Presenting the data, doctors stressed that the liver enzyme elevations were transient. The Indigo trial’s co-author, Dr Patrick Wen of the Dana-Farber Cancer Institute, called the hepatotoxicity very manageable and reversible, stating: “The [vorasidenib] dose can be reduced if [toxicity] is severe, and relatively few patients stop the drug because of the hepatotoxicity.”
Meanwhile, Susan Pandya, Servier’s oncology head, confirmed that the liver enzyme increases were “reversible and [could] be monitored through routine blood work as part of the clinical management of the patient”, and said the firm did “not foresee this as having an impact on the success of vorasidenib”.
Biomarker-positive
The setting of Indigo was patients with grade 2 glioma that was positive for IDH1/2, a mutation that occurs in most of these low-grade cancers, and had been surgically removed within the previous one to five years. The trial tested vorasidenib’s ability to delay the need for radiation or chemotherapy versus watchful waiting, the current standard.
Vorasidenib showed a median PFS of 27.7 months versus with 11.1 months for placebo on this primary endpoint, producing an impressive and highly statistically significant hazard ratio of 0.39, today’s ASCO late-breaker revealed.
On the other hand, 39% of patients given vorasidenib experienced elevations in alanine aminotransferase, and in 10% of patients receiving the IDH1/2 inhibitor this adverse event was seen at grade 3 or above, an accompanying NEJM paper revealed. After the presentation Servier disclosed that two of the elevation cases were severe enough to trigger Hy’s law.
While Servier expects approvals in the second half of 2024, whether these happen this will depend on how the FDA views liver toxicity in this cancer setting.
Agios itself stands to benefit in the event of a regulatory green light, being eligible for a $200m milestone payment on vorasidenib’s US approval, plus 15% royalties. Servier also now plans to expand vorasidenib development to other forms of glioma.

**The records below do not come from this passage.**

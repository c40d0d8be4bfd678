//! Edge-list text format.
//!
//! ```text
//! # triangle
//! 3        # vertex count V
//! 3        # edge count E
//! 0 1
//! 1 2
//! 0 2
//! ```
//!
//! Tokens are whitespace separated, so `V E` on one line also works. Blank
//! lines and `#` comments are ignored. Edges are one pair per line.
//!
//! The declared vertex count is checked against a limit before anything is
//! allocated. [`parse`] and [`read`] use [`DEFAULT_VERTEX_LIMIT`].

use std::fmt::Write as _;
use std::fs;
use std::path::Path;

use crate::{Graph, Result, TopologyError, MAX_VERTICES};

/// Largest vertex count [`parse`] and [`read`] accept.
pub const DEFAULT_VERTEX_LIMIT: usize = 1 << 22;

/// Parse an edge list into a [`Graph`].
pub fn parse(input: &str) -> Result<Graph> {
    parse_with_limit(input, DEFAULT_VERTEX_LIMIT)
}

/// Parse an edge list declaring at most `max_vertices` vertices.
///
/// `max_vertices` is clamped to [`MAX_VERTICES`].
pub fn parse_with_limit(input: &str, max_vertices: usize) -> Result<Graph> {
    let mut tokens = Tokens::new(input);

    let limit = max_vertices.min(MAX_VERTICES) as u64;
    let (line, vertex_count) = tokens.number("vertex count")?;
    if vertex_count > limit {
        return Err(TopologyError::Parse {
            line,
            reason: format!("vertex count {vertex_count} exceeds the limit of {limit}"),
        });
    }
    let (_, declared) = tokens.number("edge count")?;
    let declared = declared as usize;

    let mut graph = Graph::with_vertices(vertex_count as usize)?;
    let mut found = 0;
    while let Some((line, fields)) = tokens.next_line() {
        let [u, v] = fields.as_slice() else {
            return Err(TopologyError::Parse {
                line,
                reason: format!("expected a vertex pair, found {} field(s)", fields.len()),
            });
        };
        let u = graph.vertex(parse_id(line, u)?)?;
        let v = graph.vertex(parse_id(line, v)?)?;
        graph.add_edge(u, v)?;
        found += 1;
    }

    if found != declared {
        return Err(TopologyError::EdgeCountMismatch { declared, found });
    }
    Ok(graph)
}

/// Read and parse an edge-list file.
pub fn read(path: impl AsRef<Path>) -> Result<Graph> {
    read_with_limit(path, DEFAULT_VERTEX_LIMIT)
}

/// [`read`] with an explicit vertex limit, as in [`parse_with_limit`].
pub fn read_with_limit(path: impl AsRef<Path>, max_vertices: usize) -> Result<Graph> {
    let text = fs::read_to_string(path)?;
    parse_with_limit(&text, max_vertices)
}

/// Render a graph in edge-list format (one edge per line, smaller id first).
pub fn render(graph: &Graph) -> String {
    let mut out = String::new();
    let _ = writeln!(out, "{}", graph.vertex_count());
    let _ = writeln!(out, "{}", graph.edge_count());
    for (u, v) in graph.edges() {
        let _ = writeln!(out, "{u} {v}");
    }
    out
}

/// Write a graph to an edge-list file.
pub fn write(path: impl AsRef<Path>, graph: &Graph) -> Result<()> {
    fs::write(path, render(graph))?;
    Ok(())
}

fn parse_id(line: usize, token: &str) -> Result<u64> {
    token.parse().map_err(|_| TopologyError::Parse {
        line,
        reason: format!("invalid vertex id {token:?}"),
    })
}

/// Line-aware tokenizer: the two header numbers may share a line or not,
/// every following line is one edge.
struct Tokens<'a> {
    lines: std::iter::Enumerate<std::str::Lines<'a>>,
    pending: Vec<&'a str>,
    pending_line: usize,
}

impl<'a> Tokens<'a> {
    fn new(input: &'a str) -> Self {
        Self {
            lines: input.lines().enumerate(),
            pending: Vec::new(),
            pending_line: 0,
        }
    }

    fn number(&mut self, what: &str) -> Result<(usize, u64)> {
        if self.pending.is_empty() {
            match self.next_line() {
                Some((line, fields)) => {
                    self.pending = fields;
                    self.pending.reverse();
                    self.pending_line = line;
                }
                None => {
                    return Err(TopologyError::Parse {
                        line: self.pending_line.max(1),
                        reason: format!("missing {what}"),
                    })
                }
            }
        }
        let line = self.pending_line;
        let token = self.pending.pop().unwrap_or_default();
        let value = token.parse().map_err(|_| TopologyError::Parse {
            line,
            reason: format!("invalid {what} {token:?}"),
        })?;
        Ok((line, value))
    }

    /// Next non-empty line as fields, after any header leftovers.
    fn next_line(&mut self) -> Option<(usize, Vec<&'a str>)> {
        if !self.pending.is_empty() {
            let mut fields = std::mem::take(&mut self.pending);
            fields.reverse();
            return Some((self.pending_line, fields));
        }
        for (index, raw) in self.lines.by_ref() {
            let content = raw.split('#').next().unwrap_or_default();
            let fields: Vec<_> = content.split_whitespace().collect();
            if !fields.is_empty() {
                return Some((index + 1, fields));
            }
        }
        None
    }
}

#[cfg(test)]
mod tests {
    use super::*;
    use crate::NodeId;

    #[test]
    fn parses_separate_header_lines() {
        let g = parse("4\n3\n0 1\n1 2\n2 3\n").unwrap();
        assert_eq!(g.vertex_count(), 4);
        assert_eq!(g.edge_count(), 3);
        assert!(g.has_edge(NodeId(2), NodeId(3)));
    }

    #[test]
    fn parses_header_on_one_line_with_comments() {
        let text = "# a path\n3 2   # V E\n\n0 1\n1 2 # last\n";
        let g = parse(text).unwrap();
        assert_eq!(g.vertex_count(), 3);
        assert_eq!(g.edge_count(), 2);
    }

    #[test]
    fn rejects_out_of_range_vertex() {
        let err = parse("2\n1\n0 2\n").unwrap_err();
        assert!(matches!(
            err,
            TopologyError::InvalidVertex { vertex: 2, vertex_count: 2 }
        ));
    }

    #[test]
    fn rejects_malformed_pair() {
        let err = parse("3\n1\n0 1 2\n").unwrap_err();
        assert!(matches!(err, TopologyError::Parse { line: 3, .. }));

        let err = parse("3\n1\n0 x\n").unwrap_err();
        assert!(matches!(err, TopologyError::Parse { line: 3, .. }));
    }

    #[test]
    fn rejects_missing_header() {
        assert!(matches!(parse(""), Err(TopologyError::Parse { .. })));
        assert!(matches!(parse("3\n"), Err(TopologyError::Parse { .. })));
        assert!(matches!(parse("three\n0\n"), Err(TopologyError::Parse { line: 1, .. })));
    }

    #[test]
    fn rejects_vertex_count_above_limit_before_allocating() {
        assert!(matches!(
            parse("4294967295\n0\n"),
            Err(TopologyError::Parse { line: 1, .. })
        ));
        assert!(matches!(
            parse(&format!("{}\n0\n", DEFAULT_VERTEX_LIMIT + 1)),
            Err(TopologyError::Parse { .. })
        ));
        assert!(matches!(
            parse("99999999999999999999\n0\n"),
            Err(TopologyError::Parse { line: 1, .. })
        ));
    }

    #[test]
    fn custom_vertex_limit() {
        assert_eq!(parse_with_limit("4\n1\n0 3\n", 4).unwrap().vertex_count(), 4);
        assert!(matches!(
            parse_with_limit("5\n1\n0 3\n", 4),
            Err(TopologyError::Parse { line: 1, .. })
        ));
    }

    #[test]
    fn rejects_edge_count_mismatch() {
        let err = parse("3\n2\n0 1\n").unwrap_err();
        assert!(matches!(
            err,
            TopologyError::EdgeCountMismatch { declared: 2, found: 1 }
        ));
    }

    #[test]
    fn render_then_parse_preserves_edges() {
        let g = Graph::from_edges(5, [(3, 1), (0, 4), (2, 3)]).unwrap();
        let back = parse(&render(&g)).unwrap();
        let mut a: Vec<_> = g.edges().collect();
        let mut b: Vec<_> = back.edges().collect();
        a.sort();
        b.sort();
        assert_eq!(a, b);
    }

    #[test]
    fn read_and_write_files() {
        let dir = tempfile::tempdir().unwrap();
        let path = dir.path().join("ring.txt");
        let g = crate::generate::ring(5);

        write(&path, &g).unwrap();
        let loaded = read(&path).unwrap();
        assert_eq!(loaded.edge_count(), 5);

        assert!(matches!(read_with_limit(&path, 4), Err(TopologyError::Parse { .. })));

        let missing = read(dir.path().join("missing.txt"));
        assert!(matches!(missing, Err(TopologyError::Io(_))));
    }
}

As well as vorasidenib, Servier’s Agios cancer pipeline acquisition brought the IDH1 inhibitor Tibsovo, approved for IDH1-positive acute myelogenous leukaemia and cholangiocarcinoma. The competitor pipeline includes several inhibitors of IDH1 and IDH2, but hitting both mutations seems to be essential for activity in glioma; Hutchmed’s phase 1 asset HMPL-306 apparently has such dual activity too, but there are not many others.